Supplied information:

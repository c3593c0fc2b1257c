//! Tetris simulation
//!
//! Pure and deterministic. The glue layer drives gravity from
//! [`TetrisSim::gravity_secs`] and forwards key input to the move/rotate/drop
//! operations.

use std::collections::VecDeque;

use rand::Rng;
use rand::SeedableRng;
use rand_pcg::Pcg32;

/// Well dimensions in cells
pub const WELL_W: usize = 10;
pub const WELL_H: usize = 20;

/// Line clear scoring at level 1 (multiplied by level)
pub const POINTS_SINGLE: u64 = 40;
pub const POINTS_DOUBLE: u64 = 100;
pub const POINTS_TRIPLE: u64 = 300;
pub const POINTS_TETRIS: u64 = 1200;

/// Points per cell dropped
pub const SOFT_DROP_POINTS: u64 = 1;
pub const HARD_DROP_POINTS: u64 = 2;

/// Lines needed to advance a level
pub const LINES_PER_LEVEL: u32 = 10;

/// The seven tetrominoes
#[derive(Debug, Clone, Copy, PartialEq, Eq)]
pub enum PieceKind {
    I,
    O,
    T,
    S,
    Z,
    J,
    L,
}

impl PieceKind {
    pub const ALL: [PieceKind; 7] = [
        PieceKind::I,
        PieceKind::O,
        PieceKind::T,
        PieceKind::S,
        PieceKind::Z,
        PieceKind::J,
        PieceKind::L,
    ];

    /// Cell offsets within the piece's bounding box for a rotation state.
    /// Screen coordinates, y down.
    pub fn cells(self, rot: u8) -> [(i32, i32); 4] {
        match (self, rot % 4) {
            (PieceKind::I, 0) => [(0, 1), (1, 1), (2, 1), (3, 1)],
            (PieceKind::I, 1) => [(2, 0), (2, 1), (2, 2), (2, 3)],
            (PieceKind::I, 2) => [(0, 2), (1, 2), (2, 2), (3, 2)],
            (PieceKind::I, _) => [(1, 0), (1, 1), (1, 2), (1, 3)],

            (PieceKind::O, _) => [(1, 0), (2, 0), (1, 1), (2, 1)],

            (PieceKind::T, 0) => [(1, 0), (0, 1), (1, 1), (2, 1)],
            (PieceKind::T, 1) => [(1, 0), (1, 1), (2, 1), (1, 2)],
            (PieceKind::T, 2) => [(0, 1), (1, 1), (2, 1), (1, 2)],
            (PieceKind::T, _) => [(1, 0), (0, 1), (1, 1), (1, 2)],

            (PieceKind::S, 0) => [(1, 0), (2, 0), (0, 1), (1, 1)],
            (PieceKind::S, 1) => [(1, 0), (1, 1), (2, 1), (2, 2)],
            (PieceKind::S, 2) => [(1, 1), (2, 1), (0, 2), (1, 2)],
            (PieceKind::S, _) => [(0, 0), (0, 1), (1, 1), (1, 2)],

            (PieceKind::Z, 0) => [(0, 0), (1, 0), (1, 1), (2, 1)],
            (PieceKind::Z, 1) => [(2, 0), (1, 1), (2, 1), (1, 2)],
            (PieceKind::Z, 2) => [(0, 1), (1, 1), (1, 2), (2, 2)],
            (PieceKind::Z, _) => [(1, 0), (0, 1), (1, 1), (0, 2)],

            (PieceKind::J, 0) => [(0, 0), (0, 1), (1, 1), (2, 1)],
            (PieceKind::J, 1) => [(1, 0), (2, 0), (1, 1), (1, 2)],
            (PieceKind::J, 2) => [(0, 1), (1, 1), (2, 1), (2, 2)],
            (PieceKind::J, _) => [(1, 0), (1, 1), (0, 2), (1, 2)],

            (PieceKind::L, 0) => [(2, 0), (0, 1), (1, 1), (2, 1)],
            (PieceKind::L, 1) => [(1, 0), (1, 1), (1, 2), (2, 2)],
            (PieceKind::L, 2) => [(0, 1), (1, 1), (2, 1), (0, 2)],
            (PieceKind::L, _) => [(0, 0), (1, 0), (1, 1), (1, 2)],
        }
    }

    /// Fill color used by the canvas layer
    pub fn color(self) -> &'static str {
        match self {
            PieceKind::I => "#3cd6e8",
            PieceKind::O => "#f2d24b",
            PieceKind::T => "#b45ae0",
            PieceKind::S => "#57d45a",
            PieceKind::Z => "#e05a5a",
            PieceKind::J => "#4a6ee0",
            PieceKind::L => "#e0984a",
        }
    }
}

Problem description:
Print, please, the lines above from the very first through the one that holds "pub const SOFT_DROP_POINTS: u64 = 1;", both included, word for word and with nothing else.

Exercise answer:
repository c3593c0fc2b1257c
//! Tetris simulation
//!
//! Pure and deterministic. The glue layer drives gravity from
//! [`TetrisSim::gravity_secs`] and forwards key input to the move/rotate/drop
//! operations.

use std::collections::VecDeque;

use rand::Rng;
use rand::SeedableRng;
use rand_pcg::Pcg32;

/// Well dimensions in cells
pub const WELL_W: usize = 10;
pub const WELL_H: usize = 20;

/// Line clear scoring at level 1 (multiplied by level)
pub const POINTS_SINGLE: u64 = 40;
pub const POINTS_DOUBLE: u64 = 100;
pub const POINTS_TRIPLE: u64 = 300;
pub const POINTS_TETRIS: u64 = 1200;

/// Points per cell dropped
pub const SOFT_DROP_POINTS: u64 = 1;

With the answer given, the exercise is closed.